His eyes were wildly bright when he said that. He was asleep when I first came into his room with Mom and Dad and I was moved to tears by the sight of him: clean-shaven face, hair on his head, mouth dropped open in the classic Paradis sleeping pose—utterly himself. Then his eyes opened and he said, “Hey, Em.” I leaned over his bed and we hugged. When I stood up, that’s when he said, “I came back,” with that kind of frozen-cheeked jester smile people get on acid.


Thanks,” I replied. “I appreciate it.” Also smiling.

“So does Kara,” he said. “I traveled through time and space to come back so I could be with her.”

It took me some time to get used to his new rhythms. A new flatness, hollowness, in his voice—maybe due to the hearing loss? A new intensity, earnestness. Sincere abandon in laughter. Touching honesty about his hopes and wishes, like breaking a silence or entering a conversation with “I’m really hoping my legs come back.” He’s really hoping his legs come back. Altogether it’s a new vulnerability. Of course he’s vulnerable—broken, legless, dizzy, wearing diapers, exhausted. But it’s something else too.

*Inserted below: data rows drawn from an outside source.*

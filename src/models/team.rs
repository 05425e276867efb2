//! Team Member Entity

use chrono::{DateTime, Utc};
use serde::{Deserialize, Serialize};

use super::{AccountId, Entity};

#[derive(Debug, Clone, Copy, PartialEq, Eq, Hash, Serialize, Deserialize, Default)]
pub enum Department {
    #[default]
    Engineering,
    Design,
    Marketing,
    Sales,
}

#[derive(Debug, Clone, Copy, PartialEq, Eq, Hash, Serialize, Deserialize, Default)]
pub enum AccessLevel {
    Admin,
    #[default]
    Member,
    Viewer,
}

#[derive(Debug, Clone, Copy, PartialEq, Eq, Hash, Serialize, Deserialize, Default)]
pub enum MemberStatus {
    Online,
    Busy,
    #[serde(rename = "On Leave")]
    OnLeave,
    #[default]
    Offline,
}

#[derive(Debug, Clone, PartialEq, Serialize, Deserialize)]
pub struct TeamMember {
    pub id: String,
    pub name: String,
    pub role: String,
    pub email: String,
    pub department: Department,
    pub access_level: AccessLevel,
    pub status: MemberStatus,
    pub created_at: DateTime<Utc>,
}

#[derive(Debug, Clone, PartialEq, Default)]
pub struct TeamMemberDraft {
    pub name: String,
    pub role: String,
    pub email: String,
    pub department: Department,
    pub access_level: AccessLevel,
    pub status: MemberStatus,
}

impl TeamMemberDraft {
    pub fn new(name: impl Into<String>, email: impl Into<String>) -> Self {
        Self {
            name: name.into(),
            email: email.into(),
            ..Default::default()
        }
    }
}

#[derive(Debug, Clone, PartialEq, Default)]
pub struct TeamMemberPatch {
    name: Option<String>,
    role: Option<String>,
    email: Option<String>,
    department: Option<Department>,
    access_level: Option<AccessLevel>,
    status: Option<MemberStatus>,
}

impl TeamMemberPatch {
    pub fn new() -> Self {
        Self::default()
    }

    pub fn name(mut self, name: impl Into<String>) -> Self {
        self.name = Some(name.into());
        self
    }

    pub fn role(mut self, role: impl Into<String>) -> Self {
        self.role = Some(role.into());
        self
    }

    pub fn email(mut self, email: impl Into<String>) -> Self {
        self.email = Some(email.into());
        self
    }

    pub fn department(mut self, department: Department) -> Self {
        self.department = Some(department);
        self
    }

    pub fn access_level(mut self, level: AccessLevel) -> Self {
        self.access_level = Some(level);
        self
    }

    pub fn status(mut self, status: MemberStatus) -> Self {
        self.status = Some(status);
        self
    }
}

/// Member row in the remote `team_members` collection
#[derive(Debug, Clone, PartialEq, Serialize, Deserialize)]
pub struct TeamMemberRow {
    pub id: String,
    pub user_id: AccountId,
    pub name: String,
    #[serde(default)]
    pub role: Option<String>,
    pub email: String,
    pub department: Department,
    pub access_level: AccessLevel,
    pub status: MemberStatus,
    pub created_at: DateTime<Utc>,
}

#[derive(Debug, Clone, PartialEq, Serialize, Deserialize)]
pub struct NewTeamMemberRow {
    pub user_id: AccountId,
    pub name: String,
    pub role: String,
    pub email: String,
    pub department: Department,
    pub access_level: AccessLevel,
    pub status: MemberStatus,
}

#[derive(Debug, Clone, PartialEq, Default, Serialize)]
pub struct TeamMemberRowPatch {
    #[serde(skip_serializing_if = "Option::is_none")]
    pub name: Option<String>,
    #[serde(skip_serializing_if = "Option::is_none")]
    pub role: Option<String>,
    #[serde(skip_serializing_if = "Option::is_none")]
    pub email: Option<String>,
    #[serde(skip_serializing_if = "Option::is_none")]
    pub department: Option<Department>,
    #[serde(skip_serializing_if = "Option::is_none")]
    pub access_level: Option<AccessLevel>,
    #[serde(skip_serializing_if = "Option::is_none")]
    pub status: Option<MemberStatus>,
}

impl Entity for TeamMember {
    type Row = TeamMemberRow;
    type Draft = TeamMemberDraft;
    type NewRow = NewTeamMemberRow;
    type Patch = TeamMemberPatch;
    type RowPatch = TeamMemberRowPatch;

    const TABLE: &'static str = "team_members";

    fn id(&self) -> &str {
        &self.id
    }

    fn from_row(row: TeamMemberRow) -> Self {
        Self {
            id: row.id,
            name: row.name,
            role: row.role.unwrap_or_default(),
            email: row.email,
            department: row.department,
            access_level: row.access_level,
            status: row.status,
            created_at: row.created_at,
        }
    }

    fn new_row(draft: &TeamMemberDraft, owner: &AccountId) -> NewTeamMemberRow {
        NewTeamMemberRow {
            user_id: owner.clone(),
            name: draft.name.clone(),
            role: draft.role.clone(),
            email: draft.email.clone(),
            department: draft.department,
            access_level: draft.access_level,
            status: draft.status,
        }
    }

    fn row_patch(patch: &TeamMemberPatch) -> TeamMemberRowPatch {
        TeamMemberRowPatch {
            name: patch.name.clone(),
            role: patch.role.clone(),
            email: patch.email.clone(),
            department: patch.department,
            access_level: patch.access_level,
            status: patch.status,
        }
    }

    fn apply(&mut self, patch: &TeamMemberPatch) {
        if let Some(name) = &patch.name {
            self.name = name.clone();
        }
        if let Some(role) = &patch.role {
            self.role = role.clone();
        }
        if let Some(email) = &patch.email {
            self.email = email.clone();
        }
        if let Some(department) = patch.department {
            self.department = department;
        }
        if let Some(level) = patch.access_level {
            self.access_level = level;
        }
        if let Some(status) = patch.status {
            self.status = status;
        }
    }
}

#[cfg(test)]
mod tests {
    use super::*;
    use serde_json::json;

    #[test]
    fn test_access_level_round_trips_through_row() {
        let draft = TeamMemberDraft {
            access_level: AccessLevel::Admin,
            status: MemberStatus::OnLeave,
            ..TeamMemberDraft::new("Grace", "grace@example.com")
        };
        let new_row = serde_json::to_value(TeamMember::new_row(&draft, &AccountId::new("u-1"))).unwrap();
        assert_eq!(new_row["access_level"], json!("Admin"));
        assert_eq!(new_row["status"], json!("On Leave"));
    }

    #[test]
    fn test_patch_applies_only_given_fields() {
        let mut member = TeamMember {
            id: "m-1".into(),
            name: "Grace".into(),
            role: "Lead".into(),
            email: "grace@example.com".into(),
            department: Department::Engineering,
            access_level: AccessLevel::Member,
            status: MemberStatus::Online,
            created_at: Utc::now(),
        };
        member.apply(&TeamMemberPatch::new().access_level(AccessLevel::Viewer));
        assert_eq!(member.access_level, AccessLevel::Viewer);
        assert_eq!(member.role, "Lead");
    }
}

His wit is as quick as ever and he sees beneath what’s going on just as penetratingly as before. But there is some meta level of his old thought—a fortress of his thinking about his thoughts about your thoughts about his thoughts—that’s quiet right now. In its place, an expanse of compassion.

THE NEXT DAY
is game time, Simon’s first day trip outside of his daily rehab routine. Arrangements have been made to meet Emily and Sarah at the park not far from
GF
Strong where Eli’s soccer team is playing a match. I have purchased a bike helmet for Simon and preordered a wheelchair-accessible taxi. Simon doesn’t appear nervous, just eager to get to the game, so I am surprised to find he is silently crying when I join him and Lorna in front of the nurses’ station.

“What is it?” I ask. “Are you worried about the game? Are you worried about seeing everyone?”

“No, no,” Simon says, his green eyes veiled with tears. “I just want my legs back and I don’t know. I don’t know if it’s going to happen.” He brushes his right hand across his face. “The taxi is waiting.” Tears gone, he smiles. “Let’s go see a soccer game.”

The team manager, Cam, a big-hearted curmudgeon who for years has done the thankless work of ordering uniforms, retrieving soccer balls, and keeping errant boys in line, is the first to meet us, his familiar gruffness a good cover for the tears I see sparkling in the corner of his eyes. He helps us navigate the electric wheelchair over the bumpy sidewalk to a spot on the sideline with a clear view of the soccer pitch. The wind picks up and the cold rain falls with greater determination. Cam rushes off to his truck to exchange my useless little umbrella for a big green canopy to cover Simon.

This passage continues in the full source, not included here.